We approached top education-reform funders like Gates, Ford, Carnegie and the Broad Foundation. We reached out to New Visions—a veteran school-management organization that's been part of developing scores of New York City schools—and to the Wallace Foundation, as well as the Annenberg Institute for School Reform.

Some foundations chose not to talk with City Limits; representatives of the Carnegie Foundation, for example, said that a conversation wasn't in the foundation's best interests— a no-comment that pinpoints the public-private conflict: Private foundations must protect themselves, despite their mandate to do public good. But those who spoke on the record told of reform efforts that signal potential success but face considerable challenges in scale, design and execution.

Individual successes in a big universe

It's hardly news that some of the country's wealthiest individuals and foundations have taken up education reform as a funding project: Corporate heavyweights like Goldman Sachs are backing new efforts by the Harlem Children's Zone. Current and former hedge funders like Whitney Tilson (T2 Partners), Paul Tudor Jones II (founder of the Robin Hood Foundation) and Julian Robertson (founder of the charter-supporting Tiger Foundation) are passionately active in education reform circles. A generation of prominent, generous education reformers, also described as "venture philanthropists", have remade the education reform landscape here in New York City.

Across the board, foundations and their recipients, like the Annenberg Institute for School Reform and the New York City Department of Education, say that individual successes deserve recognition.

"We are tremendously grateful for the philanthropic support and commitment from the Gates Foundation to improving student achievement and graduation outcomes in New York City,” said Department of Education spokesperson Deidrea Miller. DOE declined to respond to specific questions about where private moneys are best invested or the effect of private investment on public policy and public education. (A staffer there told City Limits, "We don't really have opinions on things. Things are what they are.”)

But those who do elaborate say that systemic change has been harder to attain than good results in a given school.

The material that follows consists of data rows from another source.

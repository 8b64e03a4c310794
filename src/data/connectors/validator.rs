use crate::error::{Result, TrianglePathError};

pub struct TriangleValidator;

impl TriangleValidator {
    /// Validate that level `i` holds exactly `i + 2` nodes.
    ///
    /// `first_line` is the source line of level 0, used in error messages.
    pub fn validate_levels(levels: &[Vec<u32>], first_line: usize) -> Result<()> {
        if levels.is_empty() {
            return Err(TrianglePathError::Parse {
                line: first_line,
                message: "triangle has no levels below the root".to_string(),
            });
        }

        for (i, level) in levels.iter().enumerate() {
            if level.len() != i + 2 {
                return Err(TrianglePathError::Parse {
                    line: first_line + i,
                    message: format!("level {} must have {} nodes, found {}", i, i + 2, level.len()),
                });
            }
        }

        Ok(())
    }

    /// Number of zero-valued nodes. Not an error, but a triangle of zeros
    /// leaves roulette selection without any positive fitness.
    pub fn count_zero_nodes(levels: &[Vec<u32>]) -> usize {
        levels.iter().flatten().filter(|&&v| v == 0).count()
    }
}
use super::traits::ConfigSection;
use crate::error::TrianglePathError;
use serde::{Deserialize, Serialize};

#[derive(Debug, Clone, PartialEq, Serialize, Deserialize)]
#[serde(default)]
pub struct PartitionConfig {
    /// Number of partitions the path-index space is split into.
    pub worker_count: usize,
}

impl Default for PartitionConfig {
    fn default() -> Self {
        Self {
            worker_count: std::thread::available_parallelism()
                .map(|n| n.get())
                .unwrap_or(1),
        }
    }
}

impl ConfigSection for PartitionConfig {
    fn section_name() -> &'static str {
        "partition"
    }

    fn validate(&self) -> Result<(), TrianglePathError> {
        if self.worker_count == 0 {
            return Err(TrianglePathError::Configuration(
                "Worker count must be at least 1".to_string()
            ));
        }
        Ok(())
    }
}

"We have had more success on the individual-school-innovation side,” Walter Simmons, executive director of the Annenberg Institute, said, citing a handful of New York City schools that blend academic and social/emotional support to keep students engaged, connected and motivated to learn. "But we haven't had that kind of success on the organizational learning and improvement side, on the systems or districts—we haven't learned from successful schools. That's the biggest challenge.”